Common to all these electoral gyrations has been the attempt by workers to advance their interests by punishing first one, and then the other, major party. At the same time the putrefaction of the entire official political establishment has seen the rise of independents and the growth of the Greens.
In 2010, the shift against Labor was highest in working class electorates in Queensland and NSW, especially those with high levels of unemployment. These areas also registered a large informal protest.
At the same time, hostility to Labor, especially over its failure to deal with climate change, saw a record vote for the Greens. In 1998 the Greens recorded a vote of 2.6 percent for the House of Representatives and 2.7 percent for the Senate. In this election, it was 11.4 percent and 13 percent, respectively.
But a vote for the Greens provides no way forward, any more than swings from Labor to Liberal or informal protest votes. With the balance of power in the Senate, the Greens have emphasised their main concern is “stability”—i.e., supporting the agenda of whichever of the two major parties forms government.

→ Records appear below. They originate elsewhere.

impl Machine {
    pub fn proc_count(&self) -> usize {
        self.automata.len()
    }

    pub fn pretty_string_nml(&self, nml: Nml) -> String {
        self.pretty_nml
            .get(&nml)
            .cloned()
            .unwrap_or_else(|| nml.to_string())
    }

    pub fn pretty_string_reg(&self, pid: usize, reg: usize) -> String {
        self.pretty_reg
            .get(&(pid, reg))
            .cloned()
            .unwrap_or_else(|| format!("$r{reg}"))
    }

    pub fn pretty_string_transition(&self, t: &PTransition) -> String {
        format!(
            "P{}: {} --[{}]--> {}",
            t.pid,
            self.automata[t.pid].state_name(t.source),
            self.pretty_string_instr(t.pid, &t.instr),
            self.automata[t.pid].state_name(t.target)
        )
    }

    pub fn pretty_string_instr(&self, pid: usize, instr: &Instr) -> String {
        match instr {
            Instr::ReadAssert { nml, expr } => {
                format!("read: {} = {}", self.pretty_string_nml(*nml), expr)
            }
            Instr::ReadAssign { reg, nml } => format!(
                "read: {} := {}",
                self.pretty_string_reg(pid, *reg),
                self.pretty_string_nml(*nml)
            ),
            Instr::Write { nml, expr } => {
                format!("write: {} := {}", self.pretty_string_nml(*nml), expr)
            }
            Instr::RegAssign { reg, expr } => {
                format!("{} := {}", self.pretty_string_reg(pid, *reg), expr)
            }
            Instr::SyncRead { body } => match body.as_ref() {
                Instr::ReadAssert { nml, expr } => {
                    format!("syncrd: {} = {}", self.pretty_string_nml(*nml), expr)
                }
                Instr::ReadAssign { reg, nml } => format!(
                    "syncrd: {} := {}",
                    self.pretty_string_reg(pid, *reg),
                    self.pretty_string_nml(*nml)
                ),
                other => format!("syncrd: {}", self.pretty_string_instr(pid, other)),
            },
            Instr::Update { writer, nmls } => {
                let names: Vec<String> = nmls.iter().map(|n| self.pretty_string_nml(*n)).collect();
                format!("update(P{writer}, {{{}}})", names.join(", "))
            }
            Instr::Locked { body, store_only } => {
                let inner: Vec<String> = body
                    .iter()
                    .map(|i| self.pretty_string_instr(pid, i))
                    .collect();
                let kw = if *store_only { "slocked" } else { "locked" };
                format!("{kw} {{ {} }}", inner.join("; "))
            }
            other => other.to_string(),
        }
    }

    /// The declared initial value of a memory cell.
    pub fn init_value(&self, nml: Nml) -> InitValue {
        match nml {
            Nml::Global(i) => self.gvars[i].init,
            Nml::Local { owner, var } => self.lvars[owner][var].init,
        }
    }

    /// The declared finite domain of a memory cell, if any.
    pub fn domain(&self, nml: Nml) -> Option<(i64, i64)> {
        match nml {
            Nml::Global(i) => self.gvars[i].domain,
            Nml::Local { owner, var } => self.lvars[owner][var].domain,
        }
    }

    /// All memory cells, globals first, then each process's locals.
    pub fn all_nmls(&self) -> Vec<Nml> {
        let mut out: Vec<Nml> = (0..self.gvars.len()).map(Nml::Global).collect();
        for (owner, locals) in self.lvars.iter().enumerate() {
            out.extend((0..locals.len()).map(|var| Nml::Local { owner, var }));
        }
        out
    }

    /// Compile a parsed program.
    pub fn from_ast(
        program: &Program,
        source: &str,
        filename: &str,
    ) -> Result<Machine, MachineError> {
        let ctx = SrcCtx { source, filename };
        let globals: IndexMap<String, usize> = program
            .globals
            .iter()
            .enumerate()
            .map(|(i, v)| (v.name.clone(), i))
            .collect();

        let mut errors: Vec<MachineError> = Vec::new();
        let mut automata = Vec::new();
        let mut lvars = Vec::new();
        let mut regs = Vec::new();
        for (pid, proc) in program.processes.iter().enumerate() {
            let resolver = Resolver {
                pid,
                globals: &globals,
                locals: proc
                    .locals
                    .iter()
                    .enumerate()
                    .map(|(i, v)| (v.name.clone(), i))
                    .collect(),
                regs: proc
                    .registers
                    .iter()
                    .enumerate()
                    .map(|(i, v)| (v.name.clone(), i))
                    .collect(),
                ctx: &ctx,
            };
            let mut builder = Builder {
                aut: Automaton::default(),
                gotos: Vec::new(),
                resolver: &resolver,
                errors: Vec::new(),
            };
            builder.compile_body(&proc.body);
            let (aut, errs) = builder.finish();
            errors.extend(errs);
            automata.push(aut);
            lvars.push(proc.locals.iter().map(VarInfo::from).collect());
            regs.push(proc.registers.iter().map(VarInfo::from).collect());
        }

        let forbidden = expand_forbidden(program, &automata, &ctx, &mut errors);

        let mut predicates = Vec::new();
        for pred in &program.predicates {
            match resolve_predicate(&pred.node, pred.span, &globals, &ctx) {
                Ok(cond) => predicates.push(cond),
                Err(e) => errors.push(e),
            }
        }

        if !errors.is_empty() {
            return Err(if errors.len() == 1 {
                errors.swap_remove(0)
            } else {
                MachineError::Multiple(MachineErrors { errors })
            });
        }

        let mut pretty_nml = IndexMap::new();
        for (i, v) in program.globals.iter().enumerate() {
            pretty_nml.insert(Nml::Global(i), v.name.clone());
        }
        for (pid, proc) in program.processes.iter().enumerate() {
            for (i, v) in proc.locals.iter().enumerate() {
                pretty_nml.insert(
                    Nml::Local { owner: pid, var: i },
                    format!("{}[P{pid}]", v.name),
                );
            }
        }
        let mut pretty_reg = IndexMap::new();
        for (pid, proc) in program.processes.iter().enumerate() {
            for (i, v) in proc.registers.iter().enumerate() {
                pretty_reg.insert((pid, i), format!("${}", v.name));
            }
        }

        Ok(Machine {
            gvars: program.globals.iter().map(VarInfo::from).collect(),
            lvars,
            regs,
            automata,
            forbidden,
            predicates,
            pretty_nml,
            pretty_reg,
        })
    }

    /// Register-free form: concretize register state into control state.
    ///
    /// Every register needs a finite domain. Register statements become
    /// nops or read-asserts over concrete values; the register tables of
    /// the result are empty.
    pub fn remove_registers(&self) -> Result<Machine, MachineError> {
        let mut out = self.clone();
        let mut forbidden_maps: Vec<Vec<Vec<StateId>>> = Vec::new();
        for pid in 0..self.proc_count() {
            let (aut, state_map) = rff_process(self, pid)?;
            forbidden_maps.push(state_map);
            out.automata[pid] = aut;
            out.regs[pid] = Vec::new();
        }
        let mut forbidden = Vec::new();
        for tuple in &self.forbidden {
            let mut expanded: Vec<Vec<StateId>> = vec![Vec::new()];
            for (pid, &old_state) in tuple.iter().enumerate() {
                let images = &forbidden_maps[pid][old_state];
                expanded = expanded
                    .into_iter()
                    .flat_map(|prefix| {
                        images.iter().map(move |s| {
                            let mut t = prefix.clone();
                            t.push(*s);
                            t
                        })
                    })
                    .collect();
            }
            forbidden.extend(expanded);
        }
        forbidden.sort();
        forbidden.dedup();
        out.forbidden = forbidden;
        Ok(out)
    }

    /// Shorten nop-only detours left behind by compilation or by
    /// register-free form. States are retargeted, never renumbered, so
    /// forbidden tuples stay valid.
    pub fn remove_superfluous_nops(&self) -> Machine {
        let mut out = self.clone();
        for (pid, aut) in out.automata.iter_mut().enumerate() {
            let forbidden_states: std::collections::HashSet<StateId> = self
                .forbidden
                .iter()
                .map(|tuple| tuple[pid])
                .collect();
            let skip_target = |aut: &Automaton, mut state: StateId| -> StateId {
                let mut seen = std::collections::HashSet::new();
                loop {
                    if forbidden_states.contains(&state) || !seen.insert(state) {
                        return state;
                    }
                    let outgoing = &aut.states[state].fwd_transitions;
                    if outgoing.len() != 1 {
                        return state;
                    }
                    let t = &aut.transitions[outgoing[0]];
                    if t.instr != Instr::Nop || t.target == state {
                        return state;
                    }
                    state = t.target;
                }
            };
            let retargets: Vec<(usize, StateId)> = aut
                .transitions
                .iter()
                .enumerate()
                .map(|(i, t)| (i, skip_target(aut, t.target)))
                .collect();
            for (i, target) in retargets {
                aut.transitions[i].target = target;
            }
        }
        out
    }
}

It is time to draw a balance sheet. There is no solution to the pressing problems confronting the working class within the framework of the parliamentary system. Indeed, the very crisis of the system originates in profound shifts in the economic foundations of society, necessitating a new political orientation in the working class.
The globalisation of production and the ever-more pressing domination of global financial markets over every national economy have produced the collapse of the old program of reforms through pressuring this or that government. The policies of every national government are determined not by popular vote, but by the dictates of powerful global financial and corporate elites.
Indeed, the impact of these processes finds direct expression in the present parliamentary crisis. The three country independents, whose votes will determine which party comes to power, broke from the National Party as it adopted the “free market” agenda dictated by global finance. Their attempt to reintroduce greater national regulation will end in failure, just as surely as successive attempts to shift the political agenda through protest votes or voting Green.
The working class must strike out on a new road that expresses the economic and political realities of the twenty-first century. This new orientation was the axis of the SEP election campaign. We insisted that the perspective of national reform via parliament has been shattered by vast changes in the global economy and that the working class must develop its own independent political movement on the basis of a socialist and internationalist program.
The anger, frustration and volatility reflected in the election result express profound social and political realities. The transformation of Labor and the unions into open instruments of the ruling elites means that workers have no organisations through which to fight. They have been forced into a fruitless quest to find individual solutions for what are social problems. This crisis can only be resolved through the building of a new mass party of the working class.
There is no way forward for the working class through the decaying parliamentary system. Indeed, so long as workers remain trapped within it, they will be completely unprepared for the new, extra-parliamentary measures being prepared behind the scenes.
The SEP received important support in the election campaign, reflected in the increase in its vote. Even more important, however, were the thousands of workers, students and youth who came into contact with the party’s analysis and program. We urge all those who supported the SEP’s campaign to give the most serious consideration to its principles and perspective, apply to join its ranks and begin the task of building the new revolutionary party of the working class.